When players for the Coquitlam Express step on the ice Sept. 22 for the BC Hockey League team’s first exhibition game at the Poirier Sport and Leisure Complex against the Merritt Centennials, they can expect to see something they haven’t seen in 18 months.

Fans.

But just how many and what protocols they’ll have to follow has yet to be fully worked out, says the team’s general manager, Tali Campbell.

He said the team will limit capacity at Poirier to 50% of its 2,200 seats “until the new year at least,” even if the province determines it’s safe to move to Stage 4 of its reopening plant later in the fall. That milestone was expected to be achieved by Sept. 7, but with infection rates on the rise again due to the highly-contagious Delta variant of COVID-19, it’s anticipated that date will be delayed.

Campbell said masks will be mandatory for fans and staff in the building.

Other rules, such as how a provincial vaccine passport fits into plans for letting fans back into arenas, could be implemented after further direction from the provincial health authority and ViaSport, the organization that regulates amateur sport in B.C.

Campbell said the team is currently mapping out the grandstands at its Coquitlam arena to determine seating configurations that best allow for social distancing to minimize potential transmission of the COVID-19 virus and fans that do attend will be assigned specific seats.

“It’s the job of our security and volunteers to make sure everyone is sitting in their seats,” he said.

And Campbell is hopeful more of those available seats will be filled, after the team announced a new partnership with Sussex Insurance on Monday that will allow all kids under the age of 18 free admission to Express home games this season.

He said it’s all about giving people the opportunity to get out of the house after more than a year of pandemic public health restrictions that limited social interactions and confined the team to playing limited exhibition and pod seasons in empty arenas.

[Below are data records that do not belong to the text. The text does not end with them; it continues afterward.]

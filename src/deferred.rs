//! Deferred references for recursive grammars.
//!
//! A rule that refers to itself, directly or through other rules, cannot hold its
//! referent by value: building it would never terminate. [`Lazy`] stores a factory and
//! only asks it for the matcher when a match is attempted.
//!
//! The factory runs on every match attempt. Factories that are expensive to run should
//! hand out a clone of a shared [`Parser`](crate::matcher::Parser), typically one held in
//! a `once_cell::sync::Lazy` static:
//!
//! ```text
//! static LIST: Lazy<Parser> = Lazy::new(|| {
//!     literal("(")
//!         .then(zero_or_more(lazy(|| LIST.clone())))
//!         .then(literal(")"))
//!         .boxed()
//! });
//! ```

use crate::capture::MatchResult;
use crate::matcher::Matcher;
use std::fmt;

/// Resolves its matcher through `factory` on each match attempt.
#[derive(Clone)]
pub struct Lazy<F> {
    factory: F,
}

impl<F, M> Lazy<F>
where
    F: Fn() -> M + Send + Sync,
    M: Matcher,
{
    pub fn new(factory: F) -> Self {
        Self { factory }
    }
}

impl<F> fmt::Debug for Lazy<F> {
    // Resolving the referent here would recurse forever on cyclic rules.
    fn fmt(&self, f: &mut fmt::Formatter<'_>) -> fmt::Result {
        f.debug_struct("Lazy").finish_non_exhaustive()
    }
}

impl<F, M> Matcher for Lazy<F>
where
    F: Fn() -> M + Send + Sync,
    M: Matcher,
{
    fn try_match<'i>(&self, input: &'i str) -> MatchResult<'i> {
        let matcher = (self.factory)();
        log::trace!("resolved deferred matcher {:?}", matcher);
        matcher.try_match(input)
    }
}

“We have all been bundled up in our homes for over a year now, and this will be a great family event for families to come and enjoy some local hockey.”

Jason Armstrong, vice president of Sussex Insurance, echoed that, adding, “Let’s face it, after the last year we have all gone through, a night out watching some amazing hockey sounds pretty good.”

The Express last played in front of fans in March, 2020, before the onset of the COVID-19 pandemic scuttled the BCHL’s playoffs just after the team had eliminated the Langley Rivermen in the first round. The league was able to convene a five-week exhibition season last fall with teams playing regional rivals in empty arenas before the schedule was suspended by further public health restrictions in November.

Last April, teams played a 20-game schedule of games in five regional pods across the province, but again fans weren’t permitted. The Express won six games, lost 11 and dropped another three in overtime against pod-mates, the Surrey Eagles and Powell River Kings, at the Scotia Barn in Burnaby.

The Express opens its exhibition season against the Eagles on Sept. 20 in Surrey, followed the next night by a game against Langley at George Preston Arena. After the team’s first home exhibition game on Sept. 22, they’ll host the Eagles again on Sept. 24 and the Rivermen on Sept. 29, before closing out the pre-season Oct. 1 in Chilliwack against the Chiefs.

The Chiefs will be the visitors for Coquitlam’s first home game of the regular season, Oct. 15, at 7 p.m., at the Poirier Sport and Leisure Complex.